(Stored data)

═══

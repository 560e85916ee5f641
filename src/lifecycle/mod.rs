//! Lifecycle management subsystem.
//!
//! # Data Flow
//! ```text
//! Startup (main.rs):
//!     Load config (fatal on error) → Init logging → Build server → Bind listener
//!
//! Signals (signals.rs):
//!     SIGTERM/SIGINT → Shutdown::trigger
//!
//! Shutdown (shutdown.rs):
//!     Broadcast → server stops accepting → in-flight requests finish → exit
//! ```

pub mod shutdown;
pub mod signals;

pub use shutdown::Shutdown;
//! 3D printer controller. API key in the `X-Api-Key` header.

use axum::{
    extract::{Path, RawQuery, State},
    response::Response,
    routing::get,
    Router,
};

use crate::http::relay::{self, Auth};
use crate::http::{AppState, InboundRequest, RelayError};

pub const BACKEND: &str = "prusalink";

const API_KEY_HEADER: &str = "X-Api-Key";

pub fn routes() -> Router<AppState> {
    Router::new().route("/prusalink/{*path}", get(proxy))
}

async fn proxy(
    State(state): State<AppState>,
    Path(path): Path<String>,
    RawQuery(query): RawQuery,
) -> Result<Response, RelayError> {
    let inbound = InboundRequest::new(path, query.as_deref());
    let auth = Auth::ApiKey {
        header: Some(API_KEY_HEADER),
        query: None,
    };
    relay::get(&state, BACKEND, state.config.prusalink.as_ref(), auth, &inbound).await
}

═══

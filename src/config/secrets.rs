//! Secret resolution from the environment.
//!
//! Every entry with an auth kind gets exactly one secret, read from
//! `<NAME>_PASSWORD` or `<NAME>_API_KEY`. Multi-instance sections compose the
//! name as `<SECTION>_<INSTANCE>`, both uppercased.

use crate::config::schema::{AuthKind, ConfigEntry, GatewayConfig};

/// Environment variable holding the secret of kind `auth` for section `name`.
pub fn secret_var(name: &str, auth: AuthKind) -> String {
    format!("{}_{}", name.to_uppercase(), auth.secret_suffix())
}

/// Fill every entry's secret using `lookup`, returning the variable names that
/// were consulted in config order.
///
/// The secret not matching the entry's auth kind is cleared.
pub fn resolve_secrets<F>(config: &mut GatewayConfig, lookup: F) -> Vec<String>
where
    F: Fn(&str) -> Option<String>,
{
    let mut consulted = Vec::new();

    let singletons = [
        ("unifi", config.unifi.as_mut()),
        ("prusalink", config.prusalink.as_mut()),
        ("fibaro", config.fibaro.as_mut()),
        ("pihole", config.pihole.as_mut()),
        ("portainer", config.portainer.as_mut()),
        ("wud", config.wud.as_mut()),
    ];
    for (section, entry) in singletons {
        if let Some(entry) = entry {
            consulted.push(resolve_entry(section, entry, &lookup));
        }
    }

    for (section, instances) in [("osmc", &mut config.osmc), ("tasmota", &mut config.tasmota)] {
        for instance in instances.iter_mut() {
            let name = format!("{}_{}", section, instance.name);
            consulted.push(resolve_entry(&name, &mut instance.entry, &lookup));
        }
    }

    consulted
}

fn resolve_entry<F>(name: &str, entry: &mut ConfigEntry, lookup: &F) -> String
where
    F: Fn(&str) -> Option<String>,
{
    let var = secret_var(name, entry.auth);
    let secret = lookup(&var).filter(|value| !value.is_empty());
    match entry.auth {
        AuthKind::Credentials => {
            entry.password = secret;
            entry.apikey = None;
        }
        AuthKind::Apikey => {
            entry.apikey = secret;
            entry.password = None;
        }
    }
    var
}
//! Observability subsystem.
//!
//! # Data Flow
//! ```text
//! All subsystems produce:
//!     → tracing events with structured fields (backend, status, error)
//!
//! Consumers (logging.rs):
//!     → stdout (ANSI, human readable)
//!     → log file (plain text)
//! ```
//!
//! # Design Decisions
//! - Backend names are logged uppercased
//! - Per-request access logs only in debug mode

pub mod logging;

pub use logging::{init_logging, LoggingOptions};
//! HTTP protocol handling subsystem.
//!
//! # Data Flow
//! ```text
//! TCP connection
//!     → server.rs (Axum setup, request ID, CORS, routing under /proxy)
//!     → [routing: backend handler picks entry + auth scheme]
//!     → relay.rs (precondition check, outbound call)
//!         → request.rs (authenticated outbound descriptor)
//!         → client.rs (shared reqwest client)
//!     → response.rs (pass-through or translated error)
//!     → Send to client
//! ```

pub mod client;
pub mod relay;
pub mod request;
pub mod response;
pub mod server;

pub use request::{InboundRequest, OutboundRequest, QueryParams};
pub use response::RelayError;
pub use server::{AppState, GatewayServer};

═══

__What is being asked__: Write out each line above that contains the word "String".

__Written reply__:
    Path(path): Path<String>,
pub fn secret_var(name: &str, auth: AuthKind) -> String {
pub fn resolve_secrets<F>(config: &mut GatewayConfig, lookup: F) -> Vec<String>
    F: Fn(&str) -> Option<String>,
fn resolve_entry<F>(name: &str, entry: &mut ConfigEntry, lookup: &F) -> String
    F: Fn(&str) -> Option<String>,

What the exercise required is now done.